*Exercise prompt:* All lines holding the word "order" are to be copied from the records beneath.

BEGIN

//! # Stock Depletion
//!
//! The deduction algorithms applied when a settled sale reduces stock.
//! Two policies share the same stock shapes but differ by channel:
//!
//! ```text
//! ┌─────────────────────────────────────────────────────────────────────────┐
//! │                        Depletion Policies                               │
//! │                                                                         │
//! │  TARGETED (physical channel, pinned store)                              │
//! │    by_store [t1: 5] [t2: 3], sell 2 at t2                              │
//! │       → [t1: 5] [t2: 1]          (only the pinned bucket, no spread)   │
//! │                                                                         │
//! │  PROPORTIONAL (online channel, no pinned store)                         │
//! │    by_store [t1: 5] [t2: 3], sell 6                                    │
//! │       → [t1: 0] [t2: 2]          (greedy, stored bucket order)         │
//! │    by_store [t1: 5] [t2: 3], sell 10                                   │
//! │       → [t1: 0] [t2: 0], remaining 2   (silent under-deduction)        │
//! └─────────────────────────────────────────────────────────────────────────┘
//! ```
//!
//! ## Failure Policy
//! The proportional policy never fails and never drives a bucket
//! below zero: when the requested quantity exceeds what is available
//! it silently leaves `remaining > 0`, under-depleting relative to
//! the request. The targeted policy is the opposite: it subtracts
//! unguarded from the pinned bucket, relying on the cart-time
//! availability check as the only guard. Both behaviors are observed
//! characteristics of this design and are preserved as-is; callers
//! inspect [`DepletionOutcome::remaining`] and log or reconcile.

use serde::{Deserialize, Serialize};

use crate::stock::StockLevels;

// =============================================================================
// Policy & Outcome
// =============================================================================

/// Which depletion algorithm a settlement applies.
#[derive(Debug, Clone, PartialEq, Eq, Serialize, Deserialize)]
pub enum DepletionPolicy {
    /// Subtract only from the bucket matching the pinned store
    /// (physical channel). Unguarded: the bucket may go negative.
    Targeted { store_id: String },

    /// Spread the deduction over buckets in stored order, clamping
    /// each at zero (online channel).
    Proportional,
}

/// What a depletion actually did.
#[derive(Debug, Clone, Copy, PartialEq, Eq, Serialize, Deserialize)]
pub struct DepletionOutcome {
    /// Units actually subtracted.
    pub taken: i64,

    /// Units requested but not subtracted. Non-zero means the ledger
    /// was oversold (proportional) or the pinned store had no bucket
    /// (targeted).
    pub remaining: i64,
}

impl DepletionOutcome {
    /// True when the full requested quantity was subtracted.
    #[inline]
    pub fn is_complete(&self) -> bool {
        self.remaining == 0
    }
}

// =============================================================================
// Depletion
// =============================================================================

/// Subtracts `quantity` units from a stock representation under the
/// given policy.
///
/// The aggregate figure needs no separate recomputation: it is
/// [`StockLevels::total`], always derived from the buckets.
pub fn deplete(
    levels: &mut StockLevels,
    policy: &DepletionPolicy,
    quantity: i64,
) -> DepletionOutcome {
    match policy {
        DepletionPolicy::Targeted { store_id } => deplete_targeted(levels, store_id, quantity),
        DepletionPolicy::Proportional => deplete_proportional(levels, quantity),
    }
}

/// Physical-channel depletion: the pinned store's bucket, unguarded.
fn deplete_targeted(levels: &mut StockLevels, store_id: &str, quantity: i64) -> DepletionOutcome {
    match levels {
        StockLevels::Unique { on_hand } => {
            *on_hand -= quantity;
            DepletionOutcome {
                taken: quantity,
                remaining: 0,
            }
        }
        StockLevels::ByStore { buckets } => {
            match buckets.iter_mut().find(|b| b.store_id == store_id) {
                Some(bucket) => {
                    bucket.on_hand -= quantity;
                    DepletionOutcome {
                        taken: quantity,
                        remaining: 0,
                    }
                }
                // No bucket for the pinned store: nothing to subtract from
                None => DepletionOutcome {
                    taken: 0,
                    remaining: quantity,
                },
            }
        }
        StockLevels::ByGroup { groups } => {
            match groups
                .iter_mut()
                .find(|g| g.store_ids.iter().any(|s| s == store_id))
            {
                Some(group) => {
                    group.on_hand -= quantity;
                    DepletionOutcome {
                        taken: quantity,
                        remaining: 0,
                    }
                }
                None => DepletionOutcome {
                    taken: 0,
                    remaining: quantity,
                },
            }
        }
    }
}

/// Online-channel depletion: greedy over buckets in stored order,
/// clamped at zero per bucket.
fn deplete_proportional(levels: &mut StockLevels, quantity: i64) -> DepletionOutcome {
    let mut remaining = quantity;

    match levels {
        StockLevels::Unique { on_hand } => {
            let take = (*on_hand).max(0).min(remaining);
            *on_hand -= take;
            remaining -= take;
        }
        StockLevels::ByStore { buckets } => {
            for bucket in buckets.iter_mut() {
                if remaining == 0 {
                    break;
                }
                let take = bucket.on_hand.max(0).min(remaining);
                bucket.on_hand -= take;
                remaining -= take;
            }
        }
        StockLevels::ByGroup { groups } => {
            for group in groups.iter_mut() {
                if remaining == 0 {
                    break;
                }
                let take = group.on_hand.max(0).min(remaining);
                group.on_hand -= take;
                remaining -= take;
            }
        }
    }

    DepletionOutcome {
        taken: quantity - remaining,
        remaining,
    }
}

// =============================================================================
// Unit Tests
// =============================================================================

END

*Completed exercise:*
//! │       → [t1: 0] [t2: 2]          (greedy, stored bucket order)         │
    /// Spread the deduction over buckets in stored order, clamping
/// Online-channel depletion: greedy over buckets in stored order,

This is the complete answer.